Most of my free time this month has been spent in long conversations with old friends and writing this blog (four thousand unique hits and counting). A few you who know more than how to count will observe that it's been my most productive month of blogging thus far.

I've also been dabbling in TV shows, music and bonding with my new people. Mereb picked up a ping-pong table this weekend. I'd forgotten how much I liked that game. I went to Fry's with Mike on Sunday to check out computers. Yesterday I went to Vacaville Outlet Mall with coworkers and picked up some new shoes (green and white plaid converse, fyi).

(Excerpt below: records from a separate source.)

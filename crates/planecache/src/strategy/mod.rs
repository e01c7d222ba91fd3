//! Neighborhood selection strategies
//!
//! A strategy owns the per-axis settings and turns a focal position into the
//! ordered load list: every position that should be resident, in the order
//! it should be fetched.
//!
//! ## Walking one axis
//! Every axis walk starts at offset 0 and then follows the axis [`Order`]:
//! ```text
//! Centered:  0, +1, -1, +2, -2, ...
//! Forward:   0, +1 .. +forward, -1 .. -backward
//! Backward:  0, -1 .. -backward, +1 .. +forward
//! ```
//! Coordinates wrap modulo the axis length. A position reached twice (reach
//! at least as long as the axis) is listed once.
//!
//! ## Axis traversal
//! Axes are serviced in descending priority. Among equal priorities the next
//! axis is the first one after the axis serviced last, cyclically, so with
//! priorities `[0, 1, 0, 1]` the order is `1, 3, 0, 2`.

mod crosshair;
mod rectangle;

use std::collections::HashSet;
use std::fmt;
use std::str::FromStr;

use ahash::RandomState;
use planesource::{position_to_raster, Error, Position, Result};
use serde::{Deserialize, Serialize};

pub use crosshair::CrosshairStrategy;
pub use rectangle::RectangleStrategy;

/// Direction preference when walking an axis
#[derive(Debug, Clone, Copy, PartialEq, Eq, Default, Serialize, Deserialize)]
#[serde(rename_all = "lowercase")]
pub enum Order {
    /// Alternate forward and backward neighbors, nearest first
    #[default]
    Centered,
    /// All forward neighbors, then all backward neighbors
    Forward,
    /// All backward neighbors, then all forward neighbors
    Backward,
}

impl Order {
    /// Lower-case name
    pub fn name(&self) -> &'static str {
        match self {
            Order::Centered => "centered",
            Order::Forward => "forward",
            Order::Backward => "backward",
        }
    }
}
//! Axis space: mapping between N-dimensional positions and raster indices
//!
//! Raster layout is mixed-radix with the first axis varying fastest:
//! ```text
//! index = pos[0] + len[0] * (pos[1] + len[1] * (pos[2] + ...))
//! ```

use std::fmt;
use std::ops::Deref;

use crate::error::{Error, Result};

/// A coordinate tuple, one value per axis
#[derive(Debug, Clone, PartialEq, Eq, Hash, Default)]
pub struct Position(Vec<usize>);

impl Position {
    /// Create a position from its coordinates
    pub fn new(coords: Vec<usize>) -> Self {
        Self(coords)
    }

    /// The all-zero position for `axes` axes
    pub fn origin(axes: usize) -> Self {
        Self(vec![0; axes])
    }

    /// Coordinates as a slice
    pub fn as_slice(&self) -> &[usize] {
        &self.0
    }

    /// Consume into the coordinate vector
    pub fn into_inner(self) -> Vec<usize> {
        self.0
    }
}

impl Deref for Position {
    type Target = [usize];

    fn deref(&self) -> &[usize] {
        &self.0
    }
}

impl From<Vec<usize>> for Position {
    fn from(coords: Vec<usize>) -> Self {
        Self(coords)
    }
}

impl From<&[usize]> for Position {
    fn from(coords: &[usize]) -> Self {
        Self(coords.to_vec())
    }
}

impl<const N: usize> From<[usize; N]> for Position {
    fn from(coords: [usize; N]) -> Self {
        Self(coords.to_vec())
    }
}

impl fmt::Display for Position {
    fn fmt(&self, f: &mut fmt::Formatter<'_>) -> fmt::Result {
        write!(f, "[")?;
        for (i, value) in self.0.iter().enumerate() {
            if i > 0 {
                write!(f, ", ")?;
            }
            write!(f, "{}", value)?;
        }
        write!(f, "]")
    }
}

/// Total number of addressable positions (product of lengths)
pub fn total_count(lengths: &[usize]) -> usize {
    lengths.iter().product()
}

/// Convert a position to its raster index
///
/// # Errors
/// * `Error::InvalidAxis` - arity differs from `lengths` or a coordinate is
///   out of range
pub fn position_to_raster(lengths: &[usize], pos: &[usize]) -> Result<usize> {
    if pos.len() != lengths.len() {
        return Err(Error::InvalidAxis(format!(
            "position has {} coordinates but {} axes are defined",
            pos.len(),
            lengths.len()
        )));
    }

    let mut index = 0;
    let mut stride = 1;
    for (axis, (&value, &len)) in pos.iter().zip(lengths).enumerate() {
        if value >= len {
            return Err(Error::InvalidAxis(format!(
                "coordinate {} out of range for axis {} (length {})",
                value, axis, len
            )));
        }
        index += value * stride;
        stride *= len;
    }
    Ok(index)
}

/// Convert a raster index back to its position
///
/// # Errors
/// * `Error::InvalidAxis` - `index` is not below the total count
pub fn raster_to_position(lengths: &[usize], index: usize) -> Result<Position> {
    let total = total_count(lengths);
    if index >= total {
        return Err(Error::InvalidAxis(format!(
            "raster index {} out of range (total {})",
            index, total
        )));
    }

    let mut rest = index;
    let coords = lengths
        .iter()
        .map(|&len| {
            let value = rest % len;
            rest /= len;
            value
        })
        .collect();
    Ok(Position(coords))
}
use async_trait::async_trait;
use chrono::{DateTime, Datelike, Duration, Utc};
use rand::rngs::StdRng;
use rand::{Rng, SeedableRng};
use sha2::{Digest, Sha256};

use evolution_core::{Bar, Interval, MarketDataError, MarketDataProvider, Quote, Sentiment};

use crate::regime::classify_latest;

/// Deterministic synthetic market-data source.
///
/// The series for a symbol is a pure function of (symbol, interval, window):
/// the generator is seeded from the symbol name, bars are emitted on a
/// trading calendar, and a small deterministic subset of slots is skipped to
/// produce explicit gaps. This is the default provider when no API key is
/// configured and the stub provider used throughout the test suites.
pub struct SimProvider {
    name: String,
    /// Shift applied to the per-symbol seed; lets tests stand up two
    /// providers with distinct but stable data.
    seed_offset: u64,
}

impl SimProvider {
    pub fn new() -> Self {
        Self {
            name: "sim".to_string(),
            seed_offset: 0,
        }
    }

    pub fn with_name(name: &str, seed_offset: u64) -> Self {
        Self {
            name: name.to_string(),
            seed_offset,
        }
    }

    fn symbol_seed(&self, symbol: &str) -> u64 {
        let digest = Sha256::digest(symbol.as_bytes());
        let mut bytes = [0u8; 8];
        bytes.copy_from_slice(&digest[..8]);
        u64::from_be_bytes(bytes).wrapping_add(self.seed_offset)
    }

    fn validate_symbol(symbol: &str) -> Result<(), MarketDataError> {
        let ok = !symbol.is_empty()
            && symbol.len() <= 6
            && symbol.chars().all(|c| c.is_ascii_uppercase());
        if ok {
            Ok(())
        } else {
            Err(MarketDataError::SymbolUnknown(symbol.to_string()))
        }
    }

    fn generate_bars(
        &self,
        symbol: &str,
        interval: Interval,
        start: DateTime<Utc>,
        end: DateTime<Utc>,
    ) -> Vec<Bar> {
        let seed = self.symbol_seed(symbol);
        let mut rng = StdRng::seed_from_u64(seed);
        let mut price = 80.0 + (seed % 8000) as f64 / 100.0;
        let step = Duration::seconds(interval.seconds());

        let mut bars = Vec::new();
        let mut ts = start;
        let mut i: u64 = 0;
        while ts < end {
            let is_session = !matches!(ts.weekday(), chrono::Weekday::Sat | chrono::Weekday::Sun);
            // Deterministic sparse holes, roughly half a percent of slots.
            let hole = (i.wrapping_mul(2654435761).wrapping_add(seed)) % 211 == 0;

            // Advance the walk even for skipped slots so the path does not
            // depend on which slots are emitted.
            let cycle = (i as f64 / 40.0).sin();
            let noise: f64 = rng.gen_range(-1.0..1.0);
            let ret = 0.0004 + 0.004 * cycle + 0.012 * noise;
            let open = price;
            price = (price * (1.0 + ret)).max(0.5);
            let spread = price * (0.002 + 0.006 * noise.abs());

            if is_session && !hole {
                bars.push(Bar {
                    timestamp: ts,
                    open,
                    high: open.max(price) + spread,
                    low: open.min(price) - spread,
                    close: price,
                    volume: 500_000.0 + 1_000_000.0 * ((i as f64 / 7.0).sin().abs()),
                });
            }

            ts += step;
            i += 1;
        }
        bars
    }
}

impl Default for SimProvider {
    fn default() -> Self {
        Self::new()
    }
}

#[async_trait]
impl MarketDataProvider for SimProvider {
    fn name(&self) -> &str {
        &self.name
    }

    async fn fetch_bars(
        &self,
        symbol: &str,
        interval: Interval,
        start: DateTime<Utc>,
        end: DateTime<Utc>,
    ) -> Result<Vec<Bar>, MarketDataError> {
        Self::validate_symbol(symbol)?;
        Ok(self.generate_bars(symbol, interval, start, end))
    }

    async fn fetch_quote(&self, symbol: &str) -> Result<Quote, MarketDataError> {
        Self::validate_symbol(symbol)?;
        let end = Utc::now();
        let start = end - Duration::days(60);
        let bars = self.generate_bars(symbol, Interval::Day1, start, end);
        let last = bars.last().ok_or_else(|| MarketDataError::UpstreamUnavailable {
            provider: self.name.clone(),
            message: "empty synthetic window".to_string(),
        })?;

        let change = |back: usize| -> f64 {
            if bars.len() > back {
                let prev = bars[bars.len() - 1 - back].close;
                if prev != 0.0 {
                    return last.close / prev - 1.0;
                }
            }
            0.0
        };
        let change_24h = change(1);
        let change_7d = change(5);

        let returns: Vec<f64> = bars
            .windows(2)
            .map(|w| w[1].close / w[0].close - 1.0)
            .collect();
        let vol = if returns.len() > 1 {
            let mean = returns.iter().sum::<f64>() / returns.len() as f64;
            let var = returns.iter().map(|r| (r - mean).powi(2)).sum::<f64>()
                / returns.len() as f64;
            var.sqrt() * (252.0f64).sqrt()
        } else {
            0.0
        };

        let sentiment = if change_7d > 0.01 {
            Sentiment::Bullish
        } else if change_7d < -0.01 {
            Sentiment::Bearish
        } else {
            Sentiment::Neutral
        };
        let (regime, regime_confidence) = classify_latest(&bars);

        Ok(Quote {
            symbol: symbol.to_string(),
            price: last.close,
            change_24h,
            change_7d,
            annualized_vol: vol,
            volume: last.volume,
            sentiment,
            regime,
            regime_confidence,
            as_of: last.timestamp,
        })
    }
}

I went to a KDVS show last week in Sac with Kern that his band was playing at. He and I both loved one of the bands there (Fall of Electricity), which embodied an intense, proggy drummer/guitarist formula that I've seen work really well a few times (other notable examples being the two-person incarnations of Afternoon Brother and Lightning Bolt). I bought Fall of Electicity's cassette, but I don't have a cassette player, so I'm going to download the mp3's it entitles me to and give away the cassette to the first person who asks, as per the guitarist's suggestion.

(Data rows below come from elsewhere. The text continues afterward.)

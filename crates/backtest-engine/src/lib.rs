//! Backtest Engine
//!
//! Deterministic replay of a strategy rule set over historical bar series
//! with a calendar train/test split. Given the same rule set, symbol list,
//! window, interval, cost model and seed, the result is byte-identical
//! across runs: all floating-point reductions run left-to-right in
//! chronological order at double precision.

pub mod engine;
pub mod indicators;
pub mod metrics;


pub use engine::{BacktestConfig, BacktestEngine, BacktestRequest};
pub use metrics::metric_record;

Howard has reclaimed an old mini-fridge and is trying to splice in a thermostat so that we can temperature-control fermentation for making sakes and lagers. The plan is to start a doppelbock this weekend and have bottles of it ready for Christmas. I've been scurrying to put together a recipe worthy of my "North Swell Bock" concept.

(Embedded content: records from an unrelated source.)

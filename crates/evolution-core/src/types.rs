use chrono::{DateTime, Utc};
use serde::{Deserialize, Serialize};
use std::collections::BTreeMap;

/// A single OHLCV bar.
#[derive(Debug, Clone, Copy, PartialEq, Serialize, Deserialize)]
pub struct Bar {
    pub timestamp: DateTime<Utc>,
    pub open: f64,
    pub high: f64,
    pub low: f64,
    pub close: f64,
    pub volume: f64,
}

/// Bar interval supported by the gateway and the backtest engine.
#[derive(Debug, Clone, Copy, PartialEq, Eq, Hash, Serialize, Deserialize)]
pub enum Interval {
    Min15,
    Hour1,
    Day1,
}

impl Interval {
    pub fn seconds(&self) -> i64 {
        match self {
            Interval::Min15 => 15 * 60,
            Interval::Hour1 => 60 * 60,
            Interval::Day1 => 24 * 60 * 60,
        }
    }

    /// Bars per trading year, used to annualize return-series statistics.
    pub fn bars_per_year(&self) -> f64 {
        match self {
            Interval::Min15 => 252.0 * 26.0,
            Interval::Hour1 => 252.0 * 6.5,
            Interval::Day1 => 252.0,
        }
    }

    pub fn as_str(&self) -> &'static str {
        match self {
            Interval::Min15 => "15min",
            Interval::Hour1 => "1hour",
            Interval::Day1 => "1day",
        }
    }
}

/// An ordered bar series for one (symbol, interval, window) request.
///
/// Gaps are explicit holes: a missing bar is simply absent from `bars`,
/// never interpolated. `gap_fraction` reports how much of the window is
/// missing relative to the interval-aligned expectation.
#[derive(Debug, Clone, Serialize, Deserialize)]
pub struct BarSeries {
    pub symbol: String,
    pub interval: Interval,
    pub start: DateTime<Utc>,
    pub end: DateTime<Utc>,
    pub bars: Vec<Bar>,
}

impl BarSeries {
    /// Number of interval slots the window spans.
    pub fn expected_bars(&self) -> usize {
        let span = (self.end - self.start).num_seconds().max(0);
        // Calendar slots scaled to trading time: 5/7 of days are sessions.
        let slots = span / self.interval.seconds();
        ((slots as f64) * 5.0 / 7.0).floor().max(1.0) as usize
    }

    pub fn gap_fraction(&self) -> f64 {
        let expected = self.expected_bars();
        if expected == 0 {
            return 0.0;
        }
        let missing = expected.saturating_sub(self.bars.len());
        missing as f64 / expected as f64
    }
}

/// Coarse sentiment tag attached to quotes.
#[derive(Debug, Clone, Copy, PartialEq, Eq, Serialize, Deserialize)]
#[serde(rename_all = "snake_case")]
pub enum Sentiment {
    Bullish,
    Bearish,
    Neutral,
}

/// Market regime classification, a closed set.
#[derive(Debug, Clone, Copy, PartialEq, Eq, Hash, PartialOrd, Ord, Serialize, Deserialize)]
#[serde(rename_all = "snake_case")]
pub enum RegimeTag {
    Bull,
    Bear,
    HighVol,
    LowVol,
}

impl RegimeTag {
    pub const ALL: [RegimeTag; 4] = [
        RegimeTag::Bull,
        RegimeTag::Bear,
        RegimeTag::HighVol,
        RegimeTag::LowVol,
    ];

    pub fn as_str(&self) -> &'static str {
        match self {
            RegimeTag::Bull => "bull",
            RegimeTag::Bear => "bear",
            RegimeTag::HighVol => "high_vol",
            RegimeTag::LowVol => "low_vol",
        }
    }

    pub fn parse(s: &str) -> Option<Self> {
        match s {
            "bull" => Some(RegimeTag::Bull),
            "bear" => Some(RegimeTag::Bear),
            "high_vol" => Some(RegimeTag::HighVol),
            "low_vol" => Some(RegimeTag::LowVol),
            _ => None,
        }
    }
}

/// Latest quote for a symbol.
#[derive(Debug, Clone, Serialize, Deserialize)]
pub struct Quote {
    pub symbol: String,
    pub price: f64,
    pub change_24h: f64,
    pub change_7d: f64,
    pub annualized_vol: f64,
    pub volume: f64,
    pub sentiment: Sentiment,
    pub regime: RegimeTag,
    pub regime_confidence: f64,
    pub as_of: DateTime<Utc>,
}

/// Strategy lifecycle status.
#[derive(Debug, Clone, Copy, PartialEq, Eq, Serialize, Deserialize)]
#[serde(rename_all = "snake_case")]
pub enum StrategyStatus {
    Experiment,
    Candidate,
    Proposable,
    Discarded,
}

impl StrategyStatus {
    pub fn as_str(&self) -> &'static str {
        match self {
            StrategyStatus::Experiment => "experiment",
            StrategyStatus::Candidate => "candidate",
            StrategyStatus::Proposable => "proposable",
            StrategyStatus::Discarded => "discarded",
        }
    }

    pub fn parse(s: &str) -> Option<Self> {
        match s {
            "experiment" => Some(StrategyStatus::Experiment),
            "candidate" => Some(StrategyStatus::Candidate),
            "proposable" => Some(StrategyStatus::Proposable),
            "discarded" => Some(StrategyStatus::Discarded),
            _ => None,
        }
    }

    /// Discarded is terminal; no transition leaves it.
    pub fn is_terminal(&self) -> bool {
        matches!(self, StrategyStatus::Discarded)
    }
}

/// Asset class a strategy trades.
#[derive(Debug, Clone, Copy, PartialEq, Eq, Serialize, Deserialize)]
#[serde(rename_all = "snake_case")]
pub enum AssetClass {
    Equities,
    Crypto,
    Forex,
    Futures,
}

impl AssetClass {
    pub fn as_str(&self) -> &'static str {
        match self {
            AssetClass::Equities => "equities",
            AssetClass::Crypto => "crypto",
            AssetClass::Forex => "forex",
            AssetClass::Futures => "futures",
        }
    }

    pub fn parse(s: &str) -> Option<Self> {
        match s {
            "equities" => Some(AssetClass::Equities),
            "crypto" => Some(AssetClass::Crypto),
            "forex" => Some(AssetClass::Forex),
            "futures" => Some(AssetClass::Futures),
            _ => None,
        }
    }
}

/// The closed set of rule-space edits the mutator can apply. Exactly one
/// kind is applied per child; lineage edges record which.
#[derive(Debug, Clone, Copy, PartialEq, Eq, Serialize, Deserialize)]
#[serde(rename_all = "snake_case")]
pub enum MutationKind {
    ParameterJitter,
    RuleSwap,
    ThresholdShift,
    WindowResize,
    IndicatorSubstitute,
}

impl MutationKind {
    pub fn as_str(&self) -> &'static str {
        match self {
            MutationKind::ParameterJitter => "parameter_jitter",
            MutationKind::RuleSwap => "rule_swap",
            MutationKind::ThresholdShift => "threshold_shift",
            MutationKind::WindowResize => "window_resize",
            MutationKind::IndicatorSubstitute => "indicator_substitute",
        }
    }

    pub fn parse(s: &str) -> Option<Self> {
        match s {
            "parameter_jitter" => Some(MutationKind::ParameterJitter),
            "rule_swap" => Some(MutationKind::RuleSwap),
            "threshold_shift" => Some(MutationKind::ThresholdShift),
            "window_resize" => Some(MutationKind::WindowResize),
            "indicator_substitute" => Some(MutationKind::IndicatorSubstitute),
            _ => None,
        }
    }
}

/// Canonical metric record produced per backtest segment.
///
/// Field names are consumed by the recommendation API and stored as JSON;
/// they must stay stable. `None` means insufficient data for that metric.
#[derive(Debug, Clone, PartialEq, Default, Serialize, Deserialize)]
pub struct MetricRecord {
    pub total_trades: u32,
    /// Fraction of closed trades that were profitable, in [0, 1].
    pub win_rate: Option<f64>,
    /// Average winning return over average losing return magnitude.
    pub avg_reward_risk: Option<f64>,
    pub sharpe: Option<f64>,
    pub sortino: Option<f64>,
    /// Peak-to-trough drawdown as a fraction of peak equity.
    pub max_drawdown: Option<f64>,
    pub profit_factor: Option<f64>,
    pub annualized_return: Option<f64>,
    /// Longest stretch of bars spent below a prior equity peak.
    pub longest_drawdown_bars: Option<u32>,
}

/// One sample of the aggregated equity curve.
#[derive(Debug, Clone, PartialEq, Serialize, Deserialize)]
pub struct EquityPoint {
    pub bar_index: usize,
    pub equity: f64,
    /// Running drawdown, `(peak - equity) / peak`.
    pub drawdown: f64,
}

/// A closed trade from the backtest replay.
#[derive(Debug, Clone, PartialEq, Serialize, Deserialize)]
pub struct TradeRecord {
    pub symbol: String,
    pub entry_index: usize,
    pub exit_index: usize,
    pub entry_time: DateTime<Utc>,
    pub exit_time: DateTime<Utc>,
    pub entry_price: f64,
    pub exit_price: f64,
    /// Net return of the trade after costs, as a fraction.
    pub return_pct: f64,
    /// Round-trip transaction cost as a fraction of notional.
    pub cost_pct: f64,
    pub exit_reason: ExitReason,
}

#[derive(Debug, Clone, Copy, PartialEq, Eq, Serialize, Deserialize)]
#[serde(rename_all = "snake_case")]
pub enum ExitReason {
    Rule,
    StopLoss,
    TakeProfit,
    MaxHold,
    WindowEnd,
}

/// Deterministic result of one backtest run.
#[derive(Debug, Clone, PartialEq, Serialize, Deserialize)]
pub struct BacktestResult {
    pub run_id: String,
    pub window_hash: String,
    pub seed: u64,
    pub train: MetricRecord,
    pub test: MetricRecord,
    /// Test-segment metrics per symbol, keyed by symbol.
    pub per_symbol_test: BTreeMap<String, MetricRecord>,
    /// Equal-weight aggregated equity curve over the whole window.
    pub equity_curve: Vec<EquityPoint>,
    pub trades: Vec<TradeRecord>,
    /// Aggregated per-bar simple returns of the test segment, in order.
    pub test_bar_returns: Vec<f64>,
    /// Regime tag of each test-segment bar, aligned with `test_bar_returns`.
    pub test_bar_regimes: Vec<RegimeTag>,
    pub interval: Interval,
    pub train_bars: usize,
    pub test_bars: usize,
}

I've been thanking my lucky stars that Howard ended up sticking around for at least a little while longer. New friends are great and phone friends are great, but having a concrete piece of familiarity is priceless. It's interesting to chat with Howard on a one-on-one basis too. I've hardly ever had conversations with him as personal and thoughtful as they have recently been.

I've kept in contact with Jill and I think there's a decent chance the friends-afterward thing will work. She visited me last Sunday, partly to drop off the next books of a series she got me addicted to. We walked to Borders and talked. We don't talk like nothing's changed, but the familiarity is still there and it's nice. The whole visit was intensely bittersweet, though. Our hugs were the stuff of poetry. After she left I took a nap to both sort out my thoughts and disrupt their endless flow. I was off balance the whole rest of the day.

For those of you who keep asking me why we didn't stay together, please go back and read this. The reasons haven't changed and I have yet to (seriously) reconsider the decision.

For those of you who keep asking me how I'm doing, I'm doing fine. I'm doing better with each passing week. I have my moments, but mostly I feel surprisingly okay and that's getting more true with time. I think the good terms we parted on and the constant talk with friends has helped a lot.

That said, I've been dwelling a lot on the past and it is occasionally depressing. It's not just Jill, it's everything. I miss college things like watching TV and drinking beer with Brandon, bullshitting late at night and John Lazur giving me dubious advice. My being disgruntled about change should be neither surprising nor worrisome to any of you. I never pretended to like change, just to know it's good for me.

2 comments:

Brandon Key said...

I'm really struck by your candor throughout your blog and with this post in particular. Good to know things are starting to stabilize for you back in Davis. Trust that I miss you guys too, and that I've been going through quite an environmental adjustment myself.

lol @ "they're really open-minded and not even vegetarians." That's definitely a Maxism.

Alaïs said...

I agree, candor is the perfect word. This post is beautifully articulated without the pretension.